Белка - стр. 20
Итак, выследила она Акутина, который вкусно похрапывал в гробу столяра Февралева. Дело было весною, в пору таяния снегов и томительных дней первого тепла, когда так и тянет на дрему и ленивый покой, голова сама клонится во хмелю новой весны. Учительница сухо зашуршала стружками и присела на край гроба, в котором Акутин возлежал, словно некий аскет, с молитвами на устах ожидающий смерти.
– Ну и что ты хочешь этим доказать? – спросила учительница, с чьей гладко причесанной головы соскользнула назад, к затылку, пуховая шаль тонкой вязки.
Акутин, ничего не желавший доказать, обошелся в ответ молчанием и хотел встать из гроба, но она протянула руку, толкнула его в грудь, молча повелевая ему лежать, и он послушно лег обратно, невольно закрыв глаза, ибо сквозь распахнутую настежь дверь влетел луч солнца, просек надвое полутьму сарая и ударил ему в лицо. Было странным ощущение теплого луча, будто волнующий знак снаружи, из мира, где все правильно, хорошо, в мир заблуждений, печали и смутной вины мальчика. Он после хмельного весеннего сна вдруг ощутил такую новизну восприятия, что даже нетесаная балка над головою, шуршащие стружки вокруг, солнечный свет и красивая учительница, промелькнувшая перед глазами, казались ему никогда раньше не виданными причудливыми реалиями ему неизвестной действительности.

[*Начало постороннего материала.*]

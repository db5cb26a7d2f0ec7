//! Billing provider abstraction.
//!
//! The ledger never talks to Stripe directly; it goes through
//! [`BillingProvider`], which exposes exactly the customer, balance-transaction
//! and checkout primitives the ledger needs. [`crate::stripe::StripeClient`]
//! is the production implementation and [`InMemoryProvider`] backs local
//! development and tests.

pub mod memory;

use async_trait::async_trait;

use agent_billing_core::{BillingCustomer, CustomerId, LedgerEntry, NewLedgerEntry, UserId};

pub use memory::InMemoryProvider;

/// Errors returned by a billing provider.
#[derive(Debug, thiserror::Error)]
pub enum ProviderError {
    /// The provider could not be reached or timed out.
    #[error("provider unavailable: {0}")]
    Unavailable(String),

    /// The provider rejected the request.
    #[error("provider rejected request: {message}")]
    Rejected {
        /// Provider error message.
        message: String,
        /// Provider error code, if any.
        code: Option<String>,
    },

    /// The referenced object does not exist.
    #[error("not found: {0}")]
    NotFound(String),

    /// The provider returned something we could not interpret.
    #[error("invalid provider response: {0}")]
    InvalidResponse(String),
}

/// What a checkout session sells.
#[derive(Debug, Clone, PartialEq, Eq)]
pub enum CheckoutKind {
    /// Recurring subscription to a catalog plan.
    Subscription {
        /// Catalog plan id.
        plan_id: String,
        /// Stripe price id of the plan.
        price_id: String,
    },
    /// One-time credit top-up.
    CreditPurchase {
        /// Amount charged, in cents.
        amount_cents: i64,
        /// Credits granted once the session completes.
        credits_cents: i64,
    },
}

/// Parameters for a hosted checkout session.
#[derive(Debug, Clone, PartialEq, Eq)]
pub struct CheckoutRequest {
    /// Customer paying.
    pub customer_id: CustomerId,
    /// Platform user (sent as `client_reference_id`).
    pub user_id: UserId,
    /// What is being bought.
    pub kind: CheckoutKind,
    /// Redirect after success.
    pub success_url: String,
    /// Redirect after cancel.
    pub cancel_url: String,
}

/// A created checkout session.
#[derive(Debug, Clone, PartialEq, Eq)]
pub struct CheckoutLink {
    /// Session id (`cs_...`).
    pub session_id: String,
    /// Hosted checkout URL.
    pub url: String,
}

/// Customer ledger primitives offered by a billing provider.
#[async_trait]
pub trait BillingProvider: Send + Sync {
    /// Find the customer linked to a platform user.
    async fn find_customer_by_user(
        &self,
        user_id: &UserId,
    ) -> Result<Option<BillingCustomer>, ProviderError>;

    /// Create a customer linked to a platform user.
    async fn create_customer(
        &self,
        user_id: &UserId,
        email: Option<&str>,
    ) -> Result<BillingCustomer, ProviderError>;

    /// Fetch a customer. Deleted customers are reported as `None`.
    async fn get_customer(
        &self,
        customer_id: &CustomerId,
    ) -> Result<Option<BillingCustomer>, ProviderError>;

    /// Merge key/value pairs into a customer's metadata.
    async fn update_customer_metadata(
        &self,
        customer_id: &CustomerId,
        metadata: &[(&str, &str)],
    ) -> Result<BillingCustomer, ProviderError>;

    /// Append a signed balance transaction.
    async fn create_balance_transaction(
        &self,
        entry: &NewLedgerEntry,
    ) -> Result<LedgerEntry, ProviderError>;

    /// List the most recent balance transactions, newest first.
    async fn list_balance_transactions(
        &self,
        customer_id: &CustomerId,
        limit: u32,
    ) -> Result<Vec<LedgerEntry>, ProviderError>;

    /// Create a hosted checkout session.
    async fn create_checkout_session(
        &self,
        request: &CheckoutRequest,
    ) -> Result<CheckoutLink, ProviderError>;
}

Не мешайте мне летать – я лечу, лечу над синей водою озера! Дует ветер, он меня сносит к дальнему берегу, на лету клонит, опрокидывает вниз головою, и я вижу близко, возле самого лица, небольшие волны, частые, разрываемые на пенистые клочки и такие сочно-синие, что, кажется, выпачкаешь руку, если окунешь ее в воду; ветер подбрасывает меня, вновь переворачивает, и я теперь вижу одно лишь небо да сосны, вершины которых запутались в ослепительной вате пушистых облаков. И мне не надо рисовать эти сосны, облака и волны. Я могу просто протянуть вперед руку и пальцем обозначить в небе контур сосны. Или взять соломинку потоньше и нарисовать прямо на воде все извилины и паутинные пряди солнца внутри волны. Зачем мне бумага и карандаш, который надо без конца затачивать?
– Никаких преимуществ перед другими, понимаешь ты или нет? – говорила Лилиана Борисовна. – Тебе все придется делать самому. Работать во сто раз больше других. Одного таланта мало, надо еще приучить себя к работе. Только тогда, Митя, ты добьешься успеха в жизни…
Я не возражал ей, но только лишь потому, что не слышал ее дальнейшей речи. В раскрытой двери сарая показался белый венчик волос старика Февралева, он кивнул мне и затем, словно вытаскивая сеть из реки, стал перебирать и по воздуху подтягивать мое размягчившееся существо к себе. В ящике на стружках я оставил другое, подменное, существо, бесчувственное, как колода, но об этой подмене учительница не подозревала. А старик Февралев, отнеся меня под мышкой за сарай, поставил на ноги и хлопнул по спине. Но я сосредоточил все свое внимание не на этом дружеском хлопке, а на том быстром, резком, нетерпеливом прикосновении руки учительницы, которое запомнила моя юная безмятежная грудь. Лилиана толкнула меня, я остался лежать, чтобы в таком беспомощном положении, должно быть, полнее ощутил свой стыд и глубже проникся раскаянием. Но я коварным образом сбежал от ее нотаций и вместе с веселым призраком столяра отправился к Оке. Мы сбежали по широкому скату берега к воде, и там, скрывшись в кустах, старик долго шевелил зелеными верхушками ивняка, затем появился передо мной, держа в руках два дырявых ведра – сегодня, значит, полетим на дырявых ведрах, такова новая придумка Февралева.